<<<<

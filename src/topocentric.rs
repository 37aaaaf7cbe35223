//! # Topocentric look angles
//!
//! Conversion of an inertial target position into the azimuth / elevation seen by a ground
//! [`Observer`].
//!
//! The pass scanner depends only on the [`LookAngleTransform`] trait. This module ships the
//! reference [`SezTransform`] (rotation by sidereal time, then projection on the local
//! South-East-Zenith basis), and any `Fn(&Observer, &Vector3<f64>, Radian) -> LookAngle`
//! closure can stand in for it, e.g. to replay recorded look angles in tests.
//!
//! ```text
//! ECI --(Rz(θ), θ = GMST)--> ECF --(- observer ECEF)--> range --(SEZ basis)--> (az, el)
//! ```
use nalgebra::Vector3;

use crate::constants::{Degree, Radian};
use crate::conversion::normalize_azimuth;
use crate::observers::Observer;

/// Azimuth / elevation of a target as seen from an observer.
///
/// Units
/// -----
/// * `azimuth`: degrees clockwise from north. Transforms are expected to return `[0, 360)`, the
///   scanner normalizes again anyway.
/// * `elevation`: degrees above the horizon, raw geometric value (negative below the horizon).
#[derive(Debug, Clone, Copy, PartialEq)]
pub struct LookAngle {
    pub azimuth: Degree,
    pub elevation: Degree,
}

impl LookAngle {
    pub fn new(azimuth: Degree, elevation: Degree) -> Self {
        LookAngle { azimuth, elevation }
    }

    /// `true` when the target is strictly above the geometric horizon.
    pub fn is_above_horizon(&self) -> bool {
        self.elevation > 0.0
    }
}

/// Observer-relative transform from an inertial position to look angles.
///
/// Arguments
/// -----------------
/// * `observer`: the ground site.
/// * `position_eci`: target position in kilometers, Earth-centered inertial frame.
/// * `sidereal_angle`: Earth rotation angle at the sample instant, in radians.
pub trait LookAngleTransform {
    fn look_angle(
        &self,
        observer: &Observer,
        position_eci: &Vector3<f64>,
        sidereal_angle: Radian,
    ) -> LookAngle;
}

impl<F> LookAngleTransform for F
where
    F: Fn(&Observer, &Vector3<f64>, Radian) -> LookAngle,
{
    fn look_angle(
        &self,
        observer: &Observer,
        position_eci: &Vector3<f64>,
        sidereal_angle: Radian,
    ) -> LookAngle {
        self(observer, position_eci, sidereal_angle)
    }
}

/// Rotate an Earth-centered inertial vector into the Earth-fixed frame.
///
/// Arguments
/// -----------------
/// * `eci`: vector in the inertial frame.
/// * `sidereal_angle`: rotation angle about the z-axis (GMST), radians.
///
/// Return
/// ----------
/// * The same vector expressed in the Earth-fixed frame.
pub fn eci_to_ecf(eci: &Vector3<f64>, sidereal_angle: Radian) -> Vector3<f64> {
    let (sin_t, cos_t) = sidereal_angle.sin_cos();
    Vector3::new(
        eci.x * cos_t + eci.y * sin_t,
        -eci.x * sin_t + eci.y * cos_t,
        eci.z,
    )
}

/// Reference look-angle transform on the local South-East-Zenith basis.
#[derive(Debug, Clone, Copy, Default, PartialEq, Eq)]
pub struct SezTransform;

impl LookAngleTransform for SezTransform {
    fn look_angle(
        &self,
        observer: &Observer,
        position_eci: &Vector3<f64>,
        sidereal_angle: Radian,
    ) -> LookAngle {
        let range = eci_to_ecf(position_eci, sidereal_angle) - observer.ecef_position();

        let (sin_lat, cos_lat) = observer.latitude.to_radians().sin_cos();
        let (sin_lon, cos_lon) = observer.longitude.to_radians().sin_cos();

        let south = sin_lat * cos_lon * range.x + sin_lat * sin_lon * range.y - cos_lat * range.z;
        let east = -sin_lon * range.x + cos_lon * range.y;
        let zenith = cos_lat * cos_lon * range.x + cos_lat * sin_lon * range.y + sin_lat * range.z;

        let norm = range.norm();
        let elevation = if norm > 0.0 {
            (zenith / norm).clamp(-1.0, 1.0).asin().to_degrees()
        } else {
            90.0
        };

        LookAngle {
            azimuth: normalize_azimuth(east.atan2(-south).to_degrees()),
            elevation,
        }
    }
}
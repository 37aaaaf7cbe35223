//! # Tabular display for predicted passes
//!
//! [`PassTable`] borrows a slice of [`Pass`] and renders it with [`comfy-table`] when used with
//! Rust formatting (`{}`), without cloning the passes.
//!
//! Columns: `# | Start (UTC) | Peak | Max el. | Duration | Rise → Set | Visibility | Score | Brightness`.
//!
//! ## Quick examples
//!
//! ```rust,ignore
//! use passwatch::passes::display::PassTableExt;
//!
//! // chronological
//! println!("{}", passes.table());
//!
//! // best first, naked-eye passes only
//! println!("{}", passes.table().ranked().visible_only());
//! ```
//!
//! The `#` column always shows the index of the pass in the borrowed slice, so a ranked table
//! still points back at chronological order.
//!
//! [`comfy-table`]: https://crates.io/crates/comfy-table
use std::cmp::Reverse;
use std::fmt;

use comfy_table::{presets::UTF8_FULL, Cell, CellAlignment, ContentArrangement, Row, Table};

use crate::conversion::{compass_point, format_duration};
use crate::passes::{describe_visibility, Pass};
use crate::time::{fmt_utc, fmt_utc_time};

/// Display adaptor rendering a pass list as a table.
pub struct PassTable<'a> {
    passes: &'a [Pass],
    ranked: bool,
    visible_only: bool,
}

impl<'a> PassTable<'a> {
    pub fn new(passes: &'a [Pass]) -> Self {
        PassTable {
            passes,
            ranked: false,
            visible_only: false,
        }
    }

    /// Order rows by descending score instead of start time.
    pub fn ranked(mut self) -> Self {
        self.ranked = true;
        self
    }

    /// Keep only passes with at least one visible segment.
    pub fn visible_only(mut self) -> Self {
        self.visible_only = true;
        self
    }

    /// Rows as `(slice index, pass)`, filtered and ordered according to the builder flags.
    fn rows(&self) -> Vec<(usize, &'a Pass)> {
        let mut rows: Vec<(usize, &'a Pass)> = self
            .passes
            .iter()
            .enumerate()
            .filter(|(_, pass)| !self.visible_only || pass.visible)
            .collect();

        if self.ranked {
            // same ordering as rank_passes; the sort is stable
            rows.sort_by_key(|(_, pass)| (Reverse(pass.score), pass.start));
        }
        rows
    }

    fn build_table(&self) -> Table {
        let mut table = Table::new();
        table
            .load_preset(UTF8_FULL)
            .set_content_arrangement(ContentArrangement::Disabled)
            .set_header(vec![
                "#",
                "Start (UTC)",
                "Peak",
                "Max el.",
                "Duration",
                "Rise → Set",
                "Visibility",
                "Score",
                "Brightness",
            ]);

        for (i, pass) in self.rows() {
            let mut row = Row::new();
            row.add_cell(Cell::new(i).set_alignment(CellAlignment::Right))
                .add_cell(Cell::new(fmt_utc(&pass.start)))
                .add_cell(Cell::new(fmt_utc_time(&pass.peak_time)))
                .add_cell(
                    Cell::new(format!("{:.1}°", pass.max_elevation))
                        .set_alignment(CellAlignment::Right),
                )
                .add_cell(
                    Cell::new(format_duration(pass.duration)).set_alignment(CellAlignment::Right),
                )
                .add_cell(Cell::new(format!(
                    "{} → {}",
                    compass_point(pass.start_azimuth),
                    compass_point(pass.end_azimuth)
                )))
                .add_cell(Cell::new(describe_visibility(pass)))
                .add_cell(Cell::new(pass.score).set_alignment(CellAlignment::Right))
                .add_cell(Cell::new(pass.brightness));
            table.add_row(row);
        }
        table
    }
}

impl fmt::Display for PassTable<'_> {
    fn fmt(&self, f: &mut fmt::Formatter<'_>) -> fmt::Result {
        write!(f, "{}", self.build_table())
    }
}

/// Ergonomic entry point: `passes.table()`.
pub trait PassTableExt {
    fn table(&self) -> PassTable<'_>;
}

impl PassTableExt for [Pass] {
    fn table(&self) -> PassTable<'_> {
        PassTable::new(self)
    }
}

impl PassTableExt for Vec<Pass> {
    fn table(&self) -> PassTable<'_> {
        PassTable::new(self.as_slice())
    }
}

>>>>

• What you need to do
Within the data above, filter for lines containing the word "geometric" and copy each one.

• Exercise solution
/// * `elevation`: degrees above the horizon, raw geometric value (negative below the horizon).
    /// `true` when the target is strictly above the geometric horizon.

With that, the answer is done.